Each of these mechanisms applies best in different scenarios. Web services are best when you want to design your applications to use open standards and for compatibility with future applications. Runtime bridges such as Ja.NET and JNBridgePro are best for when you need high performance. Asynchronous interoperability usually involves only Business to Data tier interaction. However, the interoperability requirements for your application are likely to change, although hopefully not as quickly as the Web services specifications.

Your application design should reflect the reality that the interoperability mechanism it uses will probably change over time. Therefore, it is recommended that you implement additional interoperability layers and components to abstract the various connection points between your .NET Framework and Java applications.

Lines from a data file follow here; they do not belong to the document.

mod common;

use common::Sim;
use dtr_proto::MessageType::{Cts, Data, DataAck, Rts, Token};
use dtr_ring::RxState;

#[test]
fn test_two_node_single_unicast() {
    let mut sim = Sim::new_static(&[0, 1]);
    sim.enqueue(0, 1, &[66]);
    sim.start();
    sim.run(12);

    let wire = sim.wire_headers();
    assert_eq!(
        &wire[..6],
        &[
            (0, 1, Data),
            (1, 0, DataAck),
            (0, 1, Token),
            (1, 0, Rts),
            (0, 1, Cts),
            (1, 0, Token),
        ],
        "unexpected wire order: {:?}",
        wire
    );
    assert_eq!(sim.wire[0].1.data, vec![66]);

    // The payload reaches the application exactly once.
    assert_eq!(sim.delivered(1), vec![vec![66]]);
    assert_eq!(sim.delivered(0), Vec::<Vec<u8>>::new());
}

#[test]
fn test_three_node_broadcast_fan_out() {
    let mut sim = Sim::new_static(&[0, 1, 2]);
    sim.enqueue(0, dtr_proto::constants::BROADCAST_ID, &[7]);
    sim.start();
    sim.run(16);

    let wire = sim.wire_headers();
    assert_eq!(
        &wire[..5],
        &[
            (0, 1, Data),
            (1, 0, DataAck),
            (0, 2, Data),
            (2, 0, DataAck),
            (0, 1, Token),
        ],
        "unexpected wire order: {:?}",
        wire
    );
    assert_eq!(sim.wire[0].1.data, vec![7]);
    assert_eq!(sim.wire[2].1.data, vec![7]);

    // Each peer delivers the broadcast exactly once; the sender never
    // delivers its own frame.
    assert_eq!(sim.delivered(1), vec![vec![7]]);
    assert_eq!(sim.delivered(2), vec![vec![7]]);
    assert_eq!(sim.delivered(0), Vec::<Vec<u8>>::new());

    // The queued broadcast is consumed once the fan-out completed.
    assert!(sim.peer(0).tx_data.is_empty());
}

#[test]
fn test_start_marker_circulates_without_delivery() {
    let mut sim = Sim::new_static(&[0, 1]);
    sim.start();
    sim.run(10);

    // The ring opens with a header-only marker which is acknowledged
    // but never handed to the application.
    let wire = sim.wire_headers();
    assert_eq!(wire[0], (0, 1, Data));
    assert_eq!(sim.wire[0].1.data.len(), 0);
    assert_eq!(wire[1], (1, 0, DataAck));
    assert_eq!(sim.delivered(1), Vec::<Vec<u8>>::new());
}

#[test]
fn test_token_offer_moves_holder_to_wait_cts() {
    let mut sim = Sim::new_static(&[0, 1, 2]);
    sim.start();

    // Step until the first token offer has been delivered.
    loop {
        let before = sim.wire_headers();
        if before.last() == Some(&(0, 1, Token)) {
            break;
        }
        assert!(sim.step(), "ring went quiet before a token offer");
    }
    sim.step();
    assert_eq!(sim.peer(1).engine.rx_state(), RxState::WaitCts);
}

#[test]
fn test_token_uniqueness_throughout() {
    let mut sim = Sim::new_static(&[0, 1, 2]);
    sim.enqueue(0, 2, &[5]);
    sim.start();
    for _ in 0..120 {
        sim.assert_token_uniqueness();
        if !sim.step() {
            break;
        }
    }
    assert_eq!(sim.delivered(2), vec![vec![5]]);
}

#[test]
fn test_unreachable_target_is_discarded() {
    let mut sim = Sim::new_static(&[0, 1]);
    // Target 9 is not a ring member; the frame is discarded and the
    // ring opens with the start marker instead.
    sim.enqueue(0, 9, &[1, 2, 3]);
    sim.start();
    sim.run(10);

    assert!(sim.peer(0).tx_data.is_empty());
    let wire = sim.wire_headers();
    assert!(!wire.iter().any(|&(_, target, kind)| kind == Data && target == 9));
    assert_eq!(sim.delivered(1), Vec::<Vec<u8>>::new());
}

These interoperability layers and components correspond to how you implement a service oriented architecture. The next section details these interoperability layers, makes recommendations for implementing them, and refers to how the developers implemented these in the XBikes sample application.

Describing Interoperability Connection Points

A connection point represents at a basic level, a client/server relationship where a client component consumes the services of provider. The diagrams in Chapter 1 show a matrix of possible connection points. Figure 6.4 demonstrates a basic connection point.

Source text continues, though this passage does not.